Das Bundesheer geht neue Wege: Die rot-weiß-roten Streitkräfte sind Teil eines Satellitenforschungsprogramms, das möglicherweise die Betriebsweise eines Teils der globalen Militärsatellitenflotte grundlegend verändern könnte.
Im Jänner 2024 haben sich die Niederlande und Österreich unter dem Titel „LEO2VLEO” zusammengeschlossen. In dem von der Europäischen Verteidigungsagentur (EDA) geförderten Projekt sollen neue Ansätze in der Satellitensteuerung erforscht werden. Dabei geht es um die Entwicklung von Satelliten, die flexibel zwischen erdnahen Umlaufbahnen (LEO, unter 2.000 Kilometer) und sehr niedrigen Umlaufbahnen (VLEO, unter 450 Kilometer) pendeln können. Ziel des Vorhabens ist es, kostengünstige Aufklärungssatelliten als weltraumgestützte Krisenreaktionsinstrumente einzusetzen. Die EDA bezeichnet das Projekt als potenziellen „Game Changer”.
Der Vorteil von VLEO-Satelliten: In sehr niedrigen Erdumlaufbahnen ermöglichen sie dank ihrer geringeren Distanz zur Erdoberfläche hochauflösendere Bilder mit kleineren und kostengünstigeren Kameras, als Satelliten in höheren Umlaufbahnen. Zudem profitieren sie von einer schnelleren Kommunikation und einem geringeren Risiko von Kollisionen mit Weltraummüll.
Dazu kommt: Satelliten mit der Fähigkeit, ihre Orbithöhe zu ändern, können flexibel Ort und Zeitpunkt ihres Überflugs über potenziellen Beobachtungszielen anpassen. Dies erhöht die Einsatzflexibilität und verringert gleichzeitig die Wahrscheinlichkeit, entdeckt zu werden. Nachvollziehbar, dass diese Eigenschaften vor allem für die militärische Aufklärung von großem Interesse sind.

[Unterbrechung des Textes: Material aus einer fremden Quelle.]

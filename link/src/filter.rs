//! Scanner filter trees and their wire encoding.
//!
//! Filters are evaluated by the region servers; the client only has to ship
//! them as JSON with every operand base64-encoded. Operands whose sibling
//! `type` is `RegexStringComparator` or `PageFilter` are plain text on the wire
//! and are passed through untouched.
//!
//! # Example
//!
//! ```rust
//! use hbase_link::filter::{CompareOp, ComparatorKind, FilterKind, FilterLeaf, FilterNode};
//!
//! // Rows starting with "my_key_" whose value is "here you are"
//! let filter = FilterNode::all(vec![
//!     FilterLeaf::new(FilterKind::RowFilter)
//!         .with_op(CompareOp::Equal)
//!         .with_comparator(ComparatorKind::RegexStringComparator, "my_key_.+")
//!         .into(),
//!     FilterLeaf::new(FilterKind::ValueFilter)
//!         .with_op(CompareOp::Equal)
//!         .with_comparator(ComparatorKind::BinaryComparator, "here you are")
//!         .into(),
//! ]);
//! ```

use crate::codec::{Value, ValueCodec};
use crate::error::{HBaseLinkError, Result};
use serde_json::{Map, Value as JsonValue};

const VALUE_FIELD: &str = "value";
const TYPE_FIELD: &str = "type";
const FILTER_LIST_TYPE: &str = "FilterList";

/// Type tags whose sibling `value` is sent without encoding.
const RAW_VALUE_TYPES: [&str; 2] = ["RegexStringComparator", "PageFilter"];

fn is_raw_type(type_name: Option<&str>) -> bool {
    type_name.is_some_and(|t| RAW_VALUE_TYPES.contains(&t))
}

macro_rules! wire_enum {
    ($(#[$meta:meta])* $name:ident { $($variant:ident => $wire:literal),+ $(,)? }) => {
        $(#[$meta])*
        #[derive(Debug, Clone, PartialEq, Eq, Hash)]
        pub enum $name {
            $($variant,)+
            /// A type the client has no dedicated variant for.
            Other(String),
        }

        impl $name {
            pub fn as_str(&self) -> &str {
                match self {
                    $(Self::$variant => $wire,)+
                    Self::Other(name) => name.as_str(),
                }
            }
        }

        impl From<&str> for $name {
            fn from(name: &str) -> Self {
                match name {
                    $($wire => Self::$variant,)+
                    other => Self::Other(other.to_string()),
                }
            }
        }
    };
}

wire_enum!(
    /// Server-side filter class.
    FilterKind {
        RowFilter => "RowFilter",
        FamilyFilter => "FamilyFilter",
        QualifierFilter => "QualifierFilter",
        ValueFilter => "ValueFilter",
        DependentColumnFilter => "DependentColumnFilter",
        SingleColumnValueFilter => "SingleColumnValueFilter",
        SingleColumnValueExcludeFilter => "SingleColumnValueExcludeFilter",
        PrefixFilter => "PrefixFilter",
        ColumnPrefixFilter => "ColumnPrefixFilter",
        MultipleColumnPrefixFilter => "MultipleColumnPrefixFilter",
        ColumnRangeFilter => "ColumnRangeFilter",
        ColumnCountGetFilter => "ColumnCountGetFilter",
        ColumnPaginationFilter => "ColumnPaginationFilter",
        InclusiveStopFilter => "InclusiveStopFilter",
        PageFilter => "PageFilter",
        FirstKeyOnlyFilter => "FirstKeyOnlyFilter",
        KeyOnlyFilter => "KeyOnlyFilter",
        RandomRowFilter => "RandomRowFilter",
        TimestampsFilter => "TimestampsFilter",
        SkipFilter => "SkipFilter",
        WhileMatchFilter => "WhileMatchFilter",
    }
);

wire_enum!(
    /// Comparator class attached to a compare filter.
    ComparatorKind {
        BinaryComparator => "BinaryComparator",
        BinaryPrefixComparator => "BinaryPrefixComparator",
        BitComparator => "BitComparator",
        NullComparator => "NullComparator",
        RegexStringComparator => "RegexStringComparator",
        SubstringComparator => "SubstringComparator",
    }
);

wire_enum!(
    /// Comparison operator of a compare filter.
    CompareOp {
        Less => "LESS",
        LessOrEqual => "LESS_OR_EQUAL",
        Equal => "EQUAL",
        NotEqual => "NOT_EQUAL",
        GreaterOrEqual => "GREATER_OR_EQUAL",
        Greater => "GREATER",
        NoOp => "NO_OP",
    }
);

wire_enum!(
    /// Combination operator of a filter list.
    ListOperator {
        MustPassAll => "MUST_PASS_ALL",
        MustPassOne => "MUST_PASS_ONE",
    }
);

/// Comparator of a compare filter.
#[derive(Debug, Clone, PartialEq)]
pub struct Comparator {
    pub kind: ComparatorKind,
    pub value: Option<Value>,
}

/// A single filter.
///
/// `extra` carries the remaining wire fields (`family`, `qualifier`, `limit`,
/// nested `filters` of wrapper filters, ...). Nested objects inside `extra`
/// follow the same `value` encoding rule as the typed fields.
#[derive(Debug, Clone, PartialEq)]
pub struct FilterLeaf {
    pub kind: FilterKind,
    pub op: Option<CompareOp>,
    pub comparator: Option<Comparator>,
    pub value: Option<Value>,
    pub extra: Map<String, JsonValue>,
}

impl FilterLeaf {
    pub fn new(kind: FilterKind) -> Self {
        Self {
            kind,
            op: None,
            comparator: None,
            value: None,
            extra: Map::new(),
        }
    }

    pub fn with_op(mut self, op: CompareOp) -> Self {
        self.op = Some(op);
        self
    }

    pub fn with_comparator(mut self, kind: ComparatorKind, value: impl Into<Value>) -> Self {
        self.comparator = Some(Comparator {
            kind,
            value: Some(value.into()),
        });
        self
    }

    pub fn with_value(mut self, value: impl Into<Value>) -> Self {
        self.value = Some(value.into());
        self
    }

    pub fn with_extra(mut self, key: impl Into<String>, value: JsonValue) -> Self {
        self.extra.insert(key.into(), value);
        self
    }
}

/// A filter tree: either a filter list or a single filter.
#[derive(Debug, Clone, PartialEq)]
pub enum FilterNode {
    List {
        op: ListOperator,
        filters: Vec<FilterNode>,
    },
    Leaf(FilterLeaf),
}

impl From<FilterLeaf> for FilterNode {
    fn from(leaf: FilterLeaf) -> Self {
        FilterNode::Leaf(leaf)
    }
}

impl FilterNode {
    /// `MUST_PASS_ALL` filter list.
    pub fn all(filters: Vec<FilterNode>) -> Self {
        FilterNode::List {
            op: ListOperator::MustPassAll,
            filters,
        }
    }

    /// `MUST_PASS_ONE` filter list.
    pub fn any(filters: Vec<FilterNode>) -> Self {
        FilterNode::List {
            op: ListOperator::MustPassOne,
            filters,
        }
    }

    pub fn prefix(prefix: impl Into<Value>) -> Self {
        FilterLeaf::new(FilterKind::PrefixFilter).with_value(prefix).into()
    }

    pub fn page(page_size: u64) -> Self {
        FilterLeaf::new(FilterKind::PageFilter)
            .with_value(page_size.to_string())
            .into()
    }

    /// Parse an untyped filter tree in the gateway's JSON shape.
    pub fn from_json(json: &JsonValue) -> Result<Self> {
        let obj = json.as_object().ok_or_else(|| {
            HBaseLinkError::InvalidFilter(format!("filter must be a JSON object, got {}", json))
        })?;

        let type_name = obj
            .get(TYPE_FIELD)
            .and_then(JsonValue::as_str)
            .ok_or_else(|| HBaseLinkError::InvalidFilter("filter is missing \"type\"".into()))?;

        if type_name == FILTER_LIST_TYPE {
            let op = obj
                .get("op")
                .and_then(JsonValue::as_str)
                .map(ListOperator::from)
                .unwrap_or(ListOperator::MustPassAll);
            let filters = match obj.get("filters") {
                Some(JsonValue::Array(items)) => {
                    items.iter().map(FilterNode::from_json).collect::<Result<Vec<_>>>()?
                },
                Some(other) => {
                    return Err(HBaseLinkError::InvalidFilter(format!(
                        "\"filters\" must be an array, got {}",
                        other
                    )))
                },
                None => Vec::new(),
            };
            return Ok(FilterNode::List { op, filters });
        }

        let mut leaf = FilterLeaf::new(FilterKind::from(type_name));
        for (key, field) in obj {
            match key.as_str() {
                TYPE_FIELD => {},
                "op" => {
                    let op = field.as_str().ok_or_else(|| {
                        HBaseLinkError::InvalidFilter(format!("\"op\" must be a string, got {}", field))
                    })?;
                    leaf.op = Some(CompareOp::from(op));
                },
                "comparator" => leaf.comparator = Some(parse_comparator(field)?),
                VALUE_FIELD => leaf.value = Some(parse_operand(type_name, field)?),
                _ => {
                    leaf.extra.insert(key.clone(), field.clone());
                },
            }
        }
        Ok(FilterNode::Leaf(leaf))
    }

    /// Encode the tree into its wire JSON, base64-encoding every operand that
    /// is not exempt.
    pub fn encode(&self, codec: &ValueCodec) -> Result<JsonValue> {
        match self {
            FilterNode::List { op, filters } => {
                let mut obj = Map::new();
                obj.insert(TYPE_FIELD.into(), JsonValue::from(FILTER_LIST_TYPE));
                obj.insert("op".into(), JsonValue::from(op.as_str()));
                let encoded = filters
                    .iter()
                    .map(|f| f.encode(codec))
                    .collect::<Result<Vec<_>>>()?;
                obj.insert("filters".into(), JsonValue::Array(encoded));
                Ok(JsonValue::Object(obj))
            },
            FilterNode::Leaf(leaf) => encode_leaf(leaf, codec),
        }
    }

    /// Encode and serialize the tree to the JSON text carried by the scanner
    /// request.
    pub fn to_wire_string(&self, codec: &ValueCodec) -> Result<String> {
        Ok(serde_json::to_string(&self.encode(codec)?)?)
    }
}

fn parse_comparator(field: &JsonValue) -> Result<Comparator> {
    let obj = field.as_object().ok_or_else(|| {
        HBaseLinkError::InvalidFilter(format!("comparator must be an object, got {}", field))
    })?;
    let type_name = obj
        .get(TYPE_FIELD)
        .and_then(JsonValue::as_str)
        .ok_or_else(|| HBaseLinkError::InvalidFilter("comparator is missing \"type\"".into()))?;
    let value = match obj.get(VALUE_FIELD) {
        Some(v) => Some(parse_operand(type_name, v)?),
        None => None,
    };
    Ok(Comparator {
        kind: ComparatorKind::from(type_name),
        value,
    })
}

fn parse_operand(type_name: &str, field: &JsonValue) -> Result<Value> {
    match field {
        JsonValue::String(s) => Ok(Value::Text(s.clone())),
        // Page sizes are sent verbatim, so a bare number is fine there.
        JsonValue::Number(n) if is_raw_type(Some(type_name)) => Ok(Value::Text(n.to_string())),
        other => Err(HBaseLinkError::InvalidFilter(format!(
            "{} value must be a string, got {}",
            type_name, other
        ))),
    }
}

fn encode_leaf(leaf: &FilterLeaf, codec: &ValueCodec) -> Result<JsonValue> {
    let mut obj = Map::new();
    for (key, field) in &leaf.extra {
        let mut field = field.clone();
        encode_json_in_place(&mut field, codec)?;
        obj.insert(key.clone(), field);
    }

    let kind = leaf.kind.as_str();
    obj.insert(TYPE_FIELD.into(), JsonValue::from(kind));
    if let Some(op) = &leaf.op {
        obj.insert("op".into(), JsonValue::from(op.as_str()));
    }
    if let Some(comparator) = &leaf.comparator {
        let mut cmp = Map::new();
        let cmp_kind = comparator.kind.as_str();
        cmp.insert(TYPE_FIELD.into(), JsonValue::from(cmp_kind));
        if let Some(value) = &comparator.value {
            cmp.insert(VALUE_FIELD.into(), encode_operand(cmp_kind, value, codec)?);
        }
        obj.insert("comparator".into(), JsonValue::Object(cmp));
    }
    if let Some(value) = &leaf.value {
        obj.insert(VALUE_FIELD.into(), encode_operand(kind, value, codec)?);
    }
    Ok(JsonValue::Object(obj))
}

fn encode_operand(type_name: &str, value: &Value, codec: &ValueCodec) -> Result<JsonValue> {
    if is_raw_type(Some(type_name)) {
        return match value {
            Value::Text(text) => Ok(JsonValue::from(text.as_str())),
            Value::Bytes(bytes) => String::from_utf8(bytes.clone())
                .map(JsonValue::from)
                .map_err(|_| {
                    HBaseLinkError::InvalidFilter(format!("{} value must be valid UTF-8", type_name))
                }),
        };
    }
    codec
        .encode(value)
        .map(JsonValue::from)
        .map_err(|e| HBaseLinkError::InvalidFilter(format!("{} value: {}", type_name, e)))
}

/// Untyped walk used for pass-through fields: every `value` key whose sibling
/// `type` is not exempt gets encoded, nested objects and arrays are visited.
fn encode_json_in_place(json: &mut JsonValue, codec: &ValueCodec) -> Result<()> {
    match json {
        JsonValue::Object(obj) => {
            let type_name = obj.get(TYPE_FIELD).and_then(JsonValue::as_str).map(str::to_owned);
            let raw = is_raw_type(type_name.as_deref());
            for (key, field) in obj.iter_mut() {
                if key == VALUE_FIELD && !raw {
                    let text = field.as_str().ok_or_else(|| {
                        HBaseLinkError::InvalidFilter(format!("value must be a string, got {}", field))
                    })?;
                    let encoded = codec
                        .encode(&Value::from(text))
                        .map_err(|e| HBaseLinkError::InvalidFilter(e.to_string()))?;
                    *field = JsonValue::from(encoded);
                } else {
                    encode_json_in_place(field, codec)?;
                }
            }
            Ok(())
        },
        JsonValue::Array(items) => items.iter_mut().try_for_each(|item| encode_json_in_place(item, codec)),
        _ => Ok(()),
    }
}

Der Nachteil: Satelliten in sehr niedrigen Umlaufbahnen sind höherer Reibung durch die dort immer noch vorhandene, wenn auch extrem dünne, Erdatmosphäre ausgesetzt. Erforderlich sind daher widerstandsfähigere Materialien, um der Oberflächenerosion standzuhalten, gegebenenfalls auch eine aerodynamische Form. Und dieser Luftwiderstand in niedrigen Höhen führt auch dazu, dass nichts sehr lange im VLEO bleibt.
Die ISS Raumstation, die in rund 400 Kilometer Höhe die Erde an der Grenze vom LEO zum VLEO umkreist, sinkt beispielsweise mit rund zwei Kilometer pro Monat und muss daher regelmäßig gehoben werden. Bis 2011 lag die durchschnittliche Orbithöhe der ISS noch bei 350 Kilometer. Der Treibstoffbedarf, um die Orbithöhe zu halten, war dort um 58 Prozent höher als er nun in 400 Kilometer Höhe ist.
Die mittlere Umlaufgeschwindigkeit in sehr niedriger Umlaufbahn beträgt etwa 7,8 Kilometer pro Sekunde, was einer Geschwindigkeit von 28.800 km/h entspricht.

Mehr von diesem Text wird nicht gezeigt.